I’m not exactly sure what this means. But what I have to say about relationships in therapy is that they are all different. What I’ve learned to do over time is to negotiate with clients the most advantageous relationship for both of us rather than imposing a vision that I expect them to comfort to. It is the same with trainings. I have done a lot of preparation. I do have some content and slides prepared. But until I see who is in the room, what it feels like, what people are responding to, and what isn’t working well, I don’t know what I’m going to do. I think improvisation is the key. I think therapist (or teacher) rigidity is trouble. My greatest resources is my flexibility, my willingness to do whatever it takes, to make connections. I think that is happening right now as I write these words. I don’t know who I’m writing to. I can’t see any of you. I don’t know how you are responding. So I’m trying to connect with you by being as open and authentic as I can. That way if I say something that offends you, or something you disagree with, you might forgive me if you trust me.
When we attend your trainings, watch your videos, and read your books, a single word comes to mind: perfection. At this point, you say “Learning Through Our Worst Failures” and you make us believe that there is no bad therapy. Well, how did you turn your misfortune into luck? What was it that you gained most after a mistake you made?

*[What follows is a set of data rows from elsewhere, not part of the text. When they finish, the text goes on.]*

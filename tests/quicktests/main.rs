#[macro_use]
extern crate quickcheck_macros;

use quickcheck::{Arbitrary, Gen};

mod threaded;

/// Operations applied to a tree and to a sorted `Vec` model of it.
#[derive(Copy, Clone, Debug)]
pub enum Op<T> {
    /// Insert the T into the tree
    Insert(T),
    /// Search for the T in the tree
    Search(T),
}

impl<T> Arbitrary for Op<T>
where
    T: Arbitrary,
{
    fn arbitrary(g: &mut Gen) -> Self {
        if bool::arbitrary(g) {
            Op::Insert(T::arbitrary(g))
        } else {
            Op::Search(T::arbitrary(g))
        }
    }
}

Well, I’d say the single word is IMPERFECTION. I’ve made a career out of talking about my mistakes and failures—because hardly anyone else does. I’m really hard on myself. But then, I’m very forgiving afterwards. I take a lot of risks. I try things I’ve never done before. All the time. Mostly because I get bored with myself. I see what we do is as much artistry as anything else. I love making things up as I go along, but that means that it is awkward, unpolished, and yes, often likely not to work out. Oh well. If I have a solid relationship with clients/students/audiences they forgive these miscalculations and we move on. But I am trying to model what I teach.
*Thank you very much for this beautiful interview.